債務不履行に基づく損害賠償請求権は、本来の債務を履行し得る時から、時効が進行する。本来の履行請求権と同一性を有するから。
*契約解除に基づく原状回復請求権は、解除の時から、時効が進行する。解除によって新たに発生する債権だから。
*夫婦の一方が他方に対して有する債権は、権利行使できる時から進行する。婚姻解消のときからではない。
(5)時効の中断
*時効完成のための事実状態が破られ、時効計算がふりだしに戻ること。
*中断事由が終了すると、また新たな時効が進行する。
*法定中断事由は、以下。
 +請求
 +差押え、仮差押えまたは仮処分
 +承認
(6)請求
*裁判上の請求(訴えの提起)など。
*中断の効果は、判決の確定まで続く。判決の確定の時点で、新たな時効進行が開始する。

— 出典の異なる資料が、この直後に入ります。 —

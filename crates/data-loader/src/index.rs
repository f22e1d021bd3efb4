//! Catalog building, file loading and the load-once store.
//!
//! - `Catalog::load_from_file` reads and normalizes a JSON source
//! - `build_restaurant_index` groups row positions by restaurant
//! - `CatalogStore` caches the first successful load for the process lifetime

use crate::error::{DataLoadError, Result};
use crate::parser;
use crate::types::*;
use std::fs;
use std::path::{Path, PathBuf};
use std::sync::{Arc, OnceLock};
use tracing::{info, warn};

/// How to treat a catalog file that exists but is not usable JSON.
#[derive(Debug, Clone, Copy, PartialEq, Eq, Default)]
pub enum LoadPolicy {
    /// Malformed JSON is an error
    #[default]
    Strict,
    /// Malformed JSON degrades to an empty catalog (a missing file is still an error)
    Lenient,
}

impl Catalog {
    /// Load and normalize a catalog from a JSON file.
    pub fn load_from_file(path: &Path, policy: LoadPolicy) -> Result<Self> {
        info!("Loading menu catalog from {:?}", path);

        if !path.exists() {
            return Err(DataLoadError::FileNotFound {
                path: path.display().to_string(),
            });
        }

        let json = fs::read_to_string(path)?;
        let source_name = path.display().to_string();

        let items = match parser::parse_catalog(&json, &source_name) {
            Ok(items) => items,
            Err(e @ (DataLoadError::Malformed { .. } | DataLoadError::UnexpectedShape(_)))
                if policy == LoadPolicy::Lenient =>
            {
                warn!("{}; continuing with an empty catalog", e);
                Vec::new()
            }
            Err(e) => return Err(e),
        };

        let catalog = Catalog::from_items(items);
        info!(
            "Loaded {} menu items across {} restaurants",
            catalog.len(),
            catalog.restaurants().len()
        );
        Ok(catalog)
    }

    /// Group row positions by trimmed restaurant name.
    ///
    /// Positions inside each group keep catalog order, which is what the
    /// "first N raw rows" fallback relies on.
    pub(crate) fn build_restaurant_index(&mut self) {
        self.restaurant_index.clear();
        for (position, item) in self.items.iter().enumerate() {
            self.restaurant_index
                .entry(item.restaurant.trim().to_string())
                .or_default()
                .push(position);
        }
    }
}

/// Lazily loaded, never invalidated catalog.
///
/// The first successful `get` fixes the catalog for the rest of the process.
/// A failed load is not cached, so a file that appears later is picked up by
/// the next call.
#[derive(Debug)]
pub struct CatalogStore {
    path: PathBuf,
    policy: LoadPolicy,
    catalog: OnceLock<Arc<Catalog>>,
}

impl CatalogStore {
    pub fn new(path: impl Into<PathBuf>, policy: LoadPolicy) -> Self {
        Self {
            path: path.into(),
            policy,
            catalog: OnceLock::new(),
        }
    }

    /// A store that is already initialized with `catalog`
    pub fn from_catalog(catalog: Catalog) -> Self {
        let store = Self::new(PathBuf::new(), LoadPolicy::Strict);
        // Freshly created lock, so this cannot already be set
        let _ = store.catalog.set(Arc::new(catalog));
        store
    }

    pub fn path(&self) -> &Path {
        &self.path
    }

    pub fn is_loaded(&self) -> bool {
        self.catalog.get().is_some()
    }

    /// Get the catalog, loading it on first use
    pub fn get(&self) -> Result<Arc<Catalog>> {
        if let Some(catalog) = self.catalog.get() {
            return Ok(Arc::clone(catalog));
        }

        let loaded = Arc::new(Catalog::load_from_file(&self.path, self.policy)?);
        // Two racing first calls both load; whichever lands first wins and both
        // return the cached value.
        Ok(Arc::clone(self.catalog.get_or_init(|| loaded)))
    }
}

#[cfg(test)]
mod tests {
    use super::*;
    use std::io::Write;
    use tempfile::NamedTempFile;

    fn write_catalog(json: &str) -> NamedTempFile {
        let mut file = NamedTempFile::new().unwrap();
        file.write_all(json.as_bytes()).unwrap();
        file
    }

    #[test]
    fn test_restaurant_index_keeps_order() {
        let catalog = Catalog::from_items(vec![
            MenuItem::new("Wendy's", "Dave's Single"),
            MenuItem::new("Arby's", "Classic Roast Beef"),
            MenuItem::new(" Wendy's ", "Chili"),
        ]);

        let wendys: Vec<_> = catalog.items_for("Wendy's").into_iter().map(|i| i.name.as_str()).collect();
        assert_eq!(wendys, vec!["Dave's Single", "Chili"]);
        assert_eq!(catalog.restaurants(), vec!["Arby's", "Wendy's"]);
    }

    #[test]
    fn test_restaurants_are_case_sensitive_and_skip_empty() {
        let catalog = Catalog::from_items(vec![
            MenuItem::new("subway", "a"),
            MenuItem::new("Subway", "b"),
            MenuItem::new("", "c"),
            MenuItem::new("Subway", "d"),
        ]);
        assert_eq!(catalog.restaurants(), vec!["Subway", "subway"]);
    }

    #[test]
    fn test_find_item_ignores_case() {
        let catalog = Catalog::from_items(vec![MenuItem::new("KFC", "Famous Bowl")]);
        assert!(catalog.find_item("KFC", "famous bowl").is_some());
        assert!(catalog.find_item("KFC", "Popcorn Nuggets").is_none());
        assert!(catalog.find_item("Popeyes", "Famous Bowl").is_none());
    }

    #[test]
    fn test_load_missing_file() {
        let result = Catalog::load_from_file(Path::new("/definitely/not/here.json"), LoadPolicy::Lenient);
        assert!(matches!(result, Err(DataLoadError::FileNotFound { .. })));
    }

    #[test]
    fn test_load_malformed_file_by_policy() {
        let file = write_catalog("[{\"restaurant\": ");

        let strict = Catalog::load_from_file(file.path(), LoadPolicy::Strict);
        assert!(matches!(strict, Err(DataLoadError::Malformed { .. })));

        let lenient = Catalog::load_from_file(file.path(), LoadPolicy::Lenient).unwrap();
        assert!(lenient.is_empty());
    }

    #[test]
    fn test_store_loads_once() {
        let file = write_catalog(r#"[{"restaurant": "A", "item": "Burger", "kcal": 500}]"#);
        let store = CatalogStore::new(file.path(), LoadPolicy::Strict);
        assert!(!store.is_loaded());

        let first = store.get().unwrap();
        assert!(store.is_loaded());

        // Rewriting the source does not affect the cached catalog
        std::fs::write(file.path(), "[]").unwrap();
        let second = store.get().unwrap();
        assert!(Arc::ptr_eq(&first, &second));
        assert_eq!(second.len(), 1);
    }

    #[test]
    fn test_store_retries_after_failure() {
        let dir = tempfile::tempdir().unwrap();
        let path = dir.path().join("fastfood_items.json");
        let store = CatalogStore::new(&path, LoadPolicy::Strict);

        assert!(store.get().is_err());
        assert!(!store.is_loaded());

        std::fs::write(&path, r#"[{"restaurant": "A", "item": "Wrap"}]"#).unwrap();
        assert_eq!(store.get().unwrap().len(), 1);
    }
}
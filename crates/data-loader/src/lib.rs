//! # Data Loader Crate
//!
//! This crate loads the fast-food menu catalog and normalizes it into one
//! canonical shape.
//!
//! ## Main Components
//!
//! - **types**: Core domain types (MenuItem, Goal, Catalog)
//! - **parser**: Parse catalog JSON and reconcile heterogeneous field names
//! - **index**: Restaurant index, file loading and the load-once `CatalogStore`
//! - **error**: Error types for data loading
//!
//! ## Example Usage
//!
//! ```ignore
//! use data_loader::{CatalogStore, LoadPolicy};
//!
//! let store = CatalogStore::new("fastfood_items.json", LoadPolicy::Strict);
//! let catalog = store.get()?;
//!
//! for restaurant in catalog.restaurants() {
//!     println!("{} ({} items)", restaurant, catalog.items_for(restaurant).len());
//! }
//! ```

// Public modules
pub mod error;
pub mod types;
pub mod parser;
pub mod index;

// Re-export commonly used types for convenience
pub use error::{DataLoadError, Result};
pub use index::{CatalogStore, LoadPolicy};
pub use parser::{lenient_flag, lenient_number};
pub use types::{Catalog, Goal, ItemPosition, MenuItem, UnknownGoal};

#[cfg(test)]
mod tests {
    use super::*;

    #[test]
    fn test_catalog_creation() {
        let catalog = Catalog::new();
        assert!(catalog.is_empty());
        assert!(catalog.restaurants().is_empty());
        assert!(catalog.items_for("Anywhere").is_empty());
    }

    #[test]
    fn test_goal_parsing() {
        assert_eq!(Goal::parse_lenient("Bulking"), Goal::Bulking);
        assert_eq!(Goal::parse_lenient("  KETO "), Goal::Keto);
        assert_eq!(Goal::parse_lenient("maintenance"), Goal::Cutting);
        assert_eq!(Goal::parse_lenient(""), Goal::Cutting);

        assert!("paleo".parse::<Goal>().is_err());
        assert_eq!("cutting".parse::<Goal>(), Ok(Goal::Cutting));
        assert_eq!(Goal::Keto.to_string(), "keto");
    }

    #[test]
    fn test_menu_item_builder() {
        let item = MenuItem::new("Chipotle", "Chicken Bowl")
            .with_category("Bowl")
            .with_macros(630.0, 51.0, 40.0, 24.0)
            .with_serving_size("1 bowl");

        assert_eq!(item.category_lower(), "bowl");
        assert_eq!(item.name_lower(), "chicken bowl");
        assert_eq!(item.protein_g, 51.0);
        assert_eq!(item.is_main_candidate, None);
    }

    #[test]
    fn test_catalog_from_iterator() {
        let catalog: Catalog = vec![
            MenuItem::new("A", "one"),
            MenuItem::new("B", "two"),
        ]
        .into_iter()
        .collect();

        assert_eq!(catalog.len(), 2);
        assert_eq!(catalog.get(1).map(|i| i.name.as_str()), Some("two"));
    }
}
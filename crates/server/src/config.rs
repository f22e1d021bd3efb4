use std::{env, fmt::Display, path::PathBuf, str::FromStr};

use anyhow::{Context, Result, anyhow};
use tracing::info;

/// Server settings read from `FOOD_*` environment variables.
#[derive(Debug, Clone, PartialEq)]
pub struct ServerConfig {
    pub host: String,
    pub port: u16,
    pub data_path: PathBuf,
    /// Optional JSON file with engine thresholds, weights and rules
    pub engine_config: Option<PathBuf>,
    /// Treat malformed catalog JSON as an empty catalog
    pub lenient_json: bool,
}

impl ServerConfig {
    pub fn load() -> Result<Self> {
        Self::from_lookup(|key| env::var(key).ok())
    }

    /// Build from any key lookup; `load` uses the process environment
    pub fn from_lookup(lookup: impl Fn(&str) -> Option<String>) -> Result<Self> {
        Ok(Self {
            host: try_load(&lookup, "FOOD_HOST", "0.0.0.0")?,
            port: try_load(&lookup, "FOOD_PORT", "5000")?,
            data_path: try_load(&lookup, "FOOD_DATA_PATH", "fastfood_items.json")?,
            engine_config: lookup("FOOD_ENGINE_CONFIG")
                .filter(|v| !v.trim().is_empty())
                .map(PathBuf::from),
            lenient_json: parse_flag(&lookup, "FOOD_LENIENT_JSON")?,
        })
    }

    pub fn address(&self) -> String {
        format!("{}:{}", self.host, self.port)
    }
}

fn try_load<T: FromStr>(lookup: &impl Fn(&str) -> Option<String>, key: &str, default: &str) -> Result<T>
where
    T::Err: Display,
{
    let raw = lookup(key).unwrap_or_else(|| {
        info!("{key} not set, using default: {default}");
        default.to_string()
    });

    raw.trim()
        .parse()
        .map_err(|e| anyhow!("{e}"))
        .with_context(|| format!("Invalid {key} value: {raw:?}"))
}

fn parse_flag(lookup: &impl Fn(&str) -> Option<String>, key: &str) -> Result<bool> {
    match lookup(key).map(|v| v.trim().to_ascii_lowercase()) {
        None => Ok(false),
        Some(v) => match v.as_str() {
            "" | "0" | "false" | "no" | "off" => Ok(false),
            "1" | "true" | "yes" | "on" => Ok(true),
            _ => Err(anyhow!("Invalid {key} value: {v:?}")),
        },
    }
}
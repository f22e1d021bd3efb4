//! Filters on single macro values.
//!
//! Each filter compares one already-coerced field against a fixed bound.
//! Items with missing data carry `0.0`, so they fail minimums and pass
//! maximums.

use crate::traits::{Candidate, Filter};

/// Keeps candidates with at least `min_protein` grams of protein.
pub struct MinimumProteinFilter {
    min_protein: f64,
}

impl MinimumProteinFilter {
    pub fn new(min_protein: f64) -> Self {
        Self { min_protein }
    }
}

impl Filter for MinimumProteinFilter {
    fn name(&self) -> &str {
        "MinimumProteinFilter"
    }

    fn apply<'a>(&self, candidates: Vec<Candidate<'a>>) -> Vec<Candidate<'a>> {
        candidates
            .into_iter()
            .filter(|candidate| candidate.item.protein_g >= self.min_protein)
            .collect()
    }
}

/// Keeps candidates with at least `min_calories` kcal.
pub struct MinimumCaloriesFilter {
    min_calories: f64,
}

impl MinimumCaloriesFilter {
    pub fn new(min_calories: f64) -> Self {
        Self { min_calories }
    }
}

impl Filter for MinimumCaloriesFilter {
    fn name(&self) -> &str {
        "MinimumCaloriesFilter"
    }

    fn apply<'a>(&self, candidates: Vec<Candidate<'a>>) -> Vec<Candidate<'a>> {
        candidates
            .into_iter()
            .filter(|candidate| candidate.item.calories >= self.min_calories)
            .collect()
    }
}

/// Keeps candidates with at most `max_carbs` grams of carbohydrate.
pub struct MaximumCarbsFilter {
    max_carbs: f64,
}

impl MaximumCarbsFilter {
    pub fn new(max_carbs: f64) -> Self {
        Self { max_carbs }
    }
}

impl Filter for MaximumCarbsFilter {
    fn name(&self) -> &str {
        "MaximumCarbsFilter"
    }

    fn apply<'a>(&self, candidates: Vec<Candidate<'a>>) -> Vec<Candidate<'a>> {
        candidates
            .into_iter()
            .filter(|candidate| candidate.item.carbs_g <= self.max_carbs)
            .collect()
    }
}

#[cfg(test)]
mod tests {
    use super::*;
    use data_loader::MenuItem;

    fn items() -> Vec<MenuItem> {
        vec![
            // kcal, protein, carbs, fat
            MenuItem::new("X", "Hash Brown").with_macros(140.0, 1.0, 15.0, 8.0),
            MenuItem::new("X", "McDouble").with_macros(400.0, 22.0, 33.0, 20.0),
            MenuItem::new("X", "Bunless Quarter Pounder").with_macros(300.0, 26.0, 10.0, 21.0),
            MenuItem::new("X", "Unknown"),
        ]
    }

    fn names<'a>(candidates: &[Candidate<'a>]) -> Vec<&'a str> {
        candidates.iter().map(|c| c.item.name.as_str()).collect()
    }

    #[test]
    fn test_minimum_protein_is_inclusive() {
        let items = items();
        let refs: Vec<&MenuItem> = items.iter().collect();

        let filtered = MinimumProteinFilter::new(22.0).apply(Candidate::from_menu(&refs));
        assert_eq!(names(&filtered), vec!["McDouble", "Bunless Quarter Pounder"]);
    }

    #[test]
    fn test_minimum_calories() {
        let items = items();
        let refs: Vec<&MenuItem> = items.iter().collect();

        let filtered = MinimumCaloriesFilter::new(200.0).apply(Candidate::from_menu(&refs));
        assert_eq!(names(&filtered), vec!["McDouble", "Bunless Quarter Pounder"]);
    }

    #[test]
    fn test_maximum_carbs_keeps_missing_data() {
        let items = items();
        let refs: Vec<&MenuItem> = items.iter().collect();

        let filtered = MaximumCarbsFilter::new(30.0).apply(Candidate::from_menu(&refs));
        assert_eq!(names(&filtered), vec!["Hash Brown", "Bunless Quarter Pounder", "Unknown"]);
    }
}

*ただし、訴えが却下されたり、取り下げられたりした場合には、中断の効果は生じない。
*催告は、裁判外での履行の請求。
*催告後6か月以内に、裁判上の請求をすれば、時効を中断できる。
(7)承認
*時効の利益を受ける者が、権利の存在を認める行為。
*利息の支払、支払猶予の申込みなど。
*承認は、権利の存在を認める事実行為。行為能力や代理権などの処分能力・処分権限は不要であり、管理能力・管理権限があればよい。
被保佐人の承認によって、時効は中断する。ただし、未成年者・成年被後見人が単独で承認しても、時効は中断しない。
(8)時効の停止
*時効の進行の一時中断。
*時効完成の間際に、中断を困難にする事情が生じた場合に、その事情が消滅するまでは時効は完成しない。
*時効完成の6か月以内に、未成年者・成年被後見人法定代理人がいない場合には、その者が行為能力者となるか法定代理人が就いた時から6か月が経過するまでは、時効は完成しない。
(9)時効の援用
*時効の効果は、援用した者にのみ及ぶ。
*援用権者は、時効の完成によって直接利益を受ける者。保証人・物上保証人・抵当不動産の第三取得者など。
*連帯保証人は、主債務の時効消滅を、主債務者が援用しなくても援用できる。
(10)時効の利益の放棄
*時効完成前には、時効の利益を放棄できない。
*時効完成後に、時効の完成を知りつつ利益を放棄することはできる。
*時効の利益の放棄の効果は、放棄をした者にのみ生じる。
*時効の利益の放棄後には、新たな時効の進行が開始し、その時効が完成すると、再度援用権が生じる。
*時効の完成を知らなかったとしても、債務を承認したときには、時効を援用することはできない。
(11)時効の効力
*時効の効力は、起算日にさかのぼる。
*時効期間中に生じた果実は、時効取得者に帰属する。
*元本債権が時効消滅すると、利息債権も消滅していたことになる。